[TUHS] : C dialects

Luther Johnson luther at makerlisp.com
Wed Mar 15 06:01:31 AEST 2023


I take your points. C gives a lot of freedom, but all things are not 
possible. I think what comes to mind for me is when I see the idea of 
trying to limit solutions to use only certain certain "design patterns", 
I usually would go in the direction of more freedom and less rules.

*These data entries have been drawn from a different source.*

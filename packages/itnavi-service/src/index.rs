//! Builds and queries the per-class vector collections. A collection is
//! the persisted unit: a non-forced build that finds its collection in
//! place loads it as-is, a forced build drops and recomputes it.

use std::collections::HashMap;

use qdrant_client::{
	client::Payload,
	qdrant::{
		CreateCollectionBuilder, Distance, PointStruct, Query, QueryPointsBuilder,
		UpsertPointsBuilder, Vector, VectorParamsBuilder, VectorsConfigBuilder, value::Kind,
	},
};
use serde::Serialize;

use crate::{Error, ItnaviService, Result};
use itnavi_chunking::{Chunk, ChunkingConfig};
use itnavi_domain::projection::{self, TalentProfile};
use itnavi_storage::{
	cases,
	qdrant::{DENSE_VECTOR_NAME, EntityClass},
	talents,
};

const UPSERT_BATCH: usize = 128;

#[derive(Clone, Debug, PartialEq, Eq, Serialize)]
#[serde(rename_all = "snake_case", tag = "outcome")]
pub enum BuildOutcome {
	/// The collection was (re)computed and now holds this many points.
	Built { points: usize },
	/// A persisted collection already existed and the build was not forced.
	Loaded,
	/// The embedding provider is disabled; nothing was built and nothing
	/// was touched.
	Skipped,
}

#[derive(Clone, Debug)]
pub struct ScoredDocument {
	pub text: String,
	pub score: f32,
}

/// One projected document waiting to be chunked and embedded.
struct SourceDocument {
	entity_id: i32,
	text: String,
}

impl ItnaviService {
	pub async fn build_index(&self, class: EntityClass, force_recreate: bool) -> Result<BuildOutcome> {
		let _guard = self.build_lock(class).lock().await;

		if !self.cfg.providers.embedding.enabled {
			tracing::warn!(class = class.as_str(), "Embedding provider disabled; skipping index build.");

			return Ok(BuildOutcome::Skipped);
		}

		let collection = self.qdrant.collection_for(class).to_string();

		if force_recreate {
			// Missing collections are fine here.
			let _ = self.qdrant.client.delete_collection(collection.clone()).await;
		} else {
			let exists = self
				.qdrant
				.client
				.collection_exists(collection.clone())
				.await
				.map_err(|err| Error::Qdrant { message: err.to_string() })?;

			if exists {
				tracing::info!(class = class.as_str(), collection, "Reusing persisted index.");

				return Ok(BuildOutcome::Loaded);
			}
		}

		let documents = self.load_documents(class).await?;
		let chunks = self.chunk_documents(documents);
		let texts: Vec<String> = chunks.iter().map(|(_, _, chunk)| chunk.text.clone()).collect();
		let vectors = self
			.providers
			.embedding
			.embed(&self.cfg.providers.embedding, &texts)
			.await
			.map_err(|err| Error::BuildFailure { message: format!("Embedding failed: {err}") })?;

		if vectors.len() != texts.len() {
			return Err(Error::BuildFailure {
				message: format!(
					"Embedding count mismatch: {} texts, {} vectors.",
					texts.len(),
					vectors.len()
				),
			});
		}

		let dim = self.qdrant.vector_dim as usize;

		if let Some(bad) = vectors.iter().find(|v| v.len() != dim) {
			return Err(Error::BuildFailure {
				message: format!("Embedding dimension mismatch: expected {dim}, got {}.", bad.len()),
			});
		}

		self.create_collection(&collection).await?;

		let mut points = Vec::with_capacity(chunks.len());

		for ((entity_id, chunk_index, chunk), vector) in chunks.iter().zip(vectors) {
			let mut payload = Payload::new();

			payload.insert("entity_id", i64::from(*entity_id));
			payload.insert("chunk_index", i64::from(*chunk_index));
			payload.insert("text", chunk.text.clone());

			let mut vectors_map = HashMap::new();

			vectors_map.insert(DENSE_VECTOR_NAME.to_string(), Vector::from(vector));

			points.push(PointStruct::new(point_id(*entity_id, *chunk_index), vectors_map, payload));
		}

		let total = points.len();

		for batch in points.chunks(UPSERT_BATCH) {
			self.qdrant
				.client
				.upsert_points(
					UpsertPointsBuilder::new(collection.clone(), batch.to_vec()).wait(true),
				)
				.await
				.map_err(|err| Error::BuildFailure { message: format!("Upsert failed: {err}") })?;
		}

		tracing::info!(class = class.as_str(), collection, points = total, "Index built.");

		Ok(BuildOutcome::Built { points: total })
	}

	/// Embeds `text` and returns the `k` nearest documents, best first.
	pub async fn query_index(
		&self,
		class: EntityClass,
		text: &str,
		k: u32,
	) -> Result<Vec<ScoredDocument>> {
		let collection = self.qdrant.collection_for(class).to_string();

		if !self.cfg.providers.embedding.enabled {
			return Err(Error::IndexUnavailable { collection });
		}

		let exists = self
			.qdrant
			.client
			.collection_exists(collection.clone())
			.await
			.map_err(|err| Error::Qdrant { message: err.to_string() })?;

		if !exists {
			return Err(Error::IndexUnavailable { collection });
		}

		let vectors = self
			.providers
			.embedding
			.embed(&self.cfg.providers.embedding, std::slice::from_ref(&text.to_string()))
			.await?;
		let vector = vectors
			.into_iter()
			.next()
			.ok_or_else(|| Error::Provider { message: "Empty embedding response.".to_string() })?;
		let query = QueryPointsBuilder::new(collection)
			.query(Query::new_nearest(vector))
			.using(DENSE_VECTOR_NAME)
			.with_payload(true)
			.limit(u64::from(k));
		let response = self
			.qdrant
			.client
			.query(query)
			.await
			.map_err(|err| Error::Qdrant { message: err.to_string() })?;
		let documents = response
			.result
			.into_iter()
			.filter_map(|point| {
				let text = payload_text(&point.payload)?;

				Some(ScoredDocument { text, score: point.score })
			})
			.collect();

		Ok(documents)
	}

	async fn load_documents(&self, class: EntityClass) -> Result<Vec<SourceDocument>> {
		let documents = match class {
			EntityClass::Talent => talents::load_visible_bundles(&self.db)
				.await?
				.into_iter()
				.map(|bundle| {
					let profile = TalentProfile {
						talent_id: bundle.talent.talent_id,
						name: bundle.talent.talent_name,
						summary: bundle.talent.summary,
						industry: bundle.industry_name.unwrap_or_default(),
						careers: bundle.careers,
						mindsets: bundle.mindsets,
						supportareas: bundle.supportareas,
						jobs: bundle.jobs,
						hashtags: bundle.hashtags,
					};

					SourceDocument {
						entity_id: profile.talent_id,
						text: projection::project_talent(&profile),
					}
				})
				.collect(),
			EntityClass::Case => cases::list_visible_full(&self.db)
				.await?
				.into_iter()
				.map(|case| {
					let record = projection::CaseRecord {
						case_id: case.case_id,
						case_name: case.case_name,
						case_summary: case.case_summary,
						company_summary: case.company_summary,
						initiative_summary: case.initiative_summary,
						issue_background: case.issue_background,
						solution_method: case.solution_method,
					};

					SourceDocument {
						entity_id: record.case_id,
						text: projection::project_case(&record),
					}
				})
				.collect(),
		};

		Ok(documents)
	}

	fn chunk_documents(&self, documents: Vec<SourceDocument>) -> Vec<(i32, i32, Chunk)> {
		let chunking = &self.cfg.chunking;
		let mut out = Vec::with_capacity(documents.len());

		for document in documents {
			if chunking.enabled {
				let cfg = ChunkingConfig {
					max_chars: chunking.max_chars,
					carry_lead_section: chunking.carry_lead_section,
				};

				for chunk in itnavi_chunking::split_document(&document.text, &cfg) {
					out.push((document.entity_id, chunk.chunk_index, chunk));
				}
			} else {
				out.push((
					document.entity_id,
					0,
					Chunk { chunk_index: 0, text: document.text },
				));
			}
		}

		out
	}

	async fn create_collection(&self, collection: &str) -> Result<()> {
		let mut vectors_config = VectorsConfigBuilder::default();

		vectors_config.add_named_vector_params(
			DENSE_VECTOR_NAME,
			VectorParamsBuilder::new(u64::from(self.qdrant.vector_dim), Distance::Cosine),
		);

		let builder =
			CreateCollectionBuilder::new(collection.to_string()).vectors_config(vectors_config);

		self.qdrant
			.client
			.create_collection(builder)
			.await
			.map_err(|err| Error::BuildFailure { message: format!("Create collection failed: {err}") })?;

		Ok(())
	}
}

/// Deterministic point id so a rebuild upserts over the previous points
/// instead of duplicating them.
fn point_id(entity_id: i32, chunk_index: i32) -> u64 {
	(entity_id as u64) << 16 | (chunk_index as u64 & 0xFFFF)
}

fn payload_text(payload: &HashMap<String, qdrant_client::qdrant::Value>) -> Option<String> {
	let value = payload.get("text")?;

	match &value.kind {
		Some(Kind::StringValue(text)) => Some(text.clone()),
		_ => None,
	}
}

On 03/14/2023 12:48 PM, John Cowan wrote:
>
>
> On Mon, Mar 13, 2023 at 3:24 PM Luther Johnson <luther at makerlisp.com 
> <mailto:luther at makerlisp.com>> wrote:
>
>     I'm talking more about where the intent is to invest languages
>     with more "safety", "good practices", to bake certain preferences
>     into language features, so that writers no longer recognize these
>     as engineering choices, and the language as a means of expression
>     of any choice we might make, but that the language has built-in
>     "the right way" to do things, and if the program compiles and runs
>     at all, then it must be safe and working in certain respects.
>
>
> ORLY?  Do you reject C, then, because it does not support 
> self-modifying code or the ability to jump into the middle of a 
> procedure without going through the prologue?  These are baked-in 
> preferences, and if a C program compiles at all, you can be sure that 
> it does neither of these things, even if it would benefit your program 
> greatly if they were available.
>
>     Some people would say that's exactly what the new dialects bring
>     us, but I see too much artificial orthodoxy invented last week,
>     and too many declarations of the "one true way", in many of the
>     most recent languages, for my taste.
>
>
> Since you agree that it is a matter of taste, there can of course be 
> no disputing it.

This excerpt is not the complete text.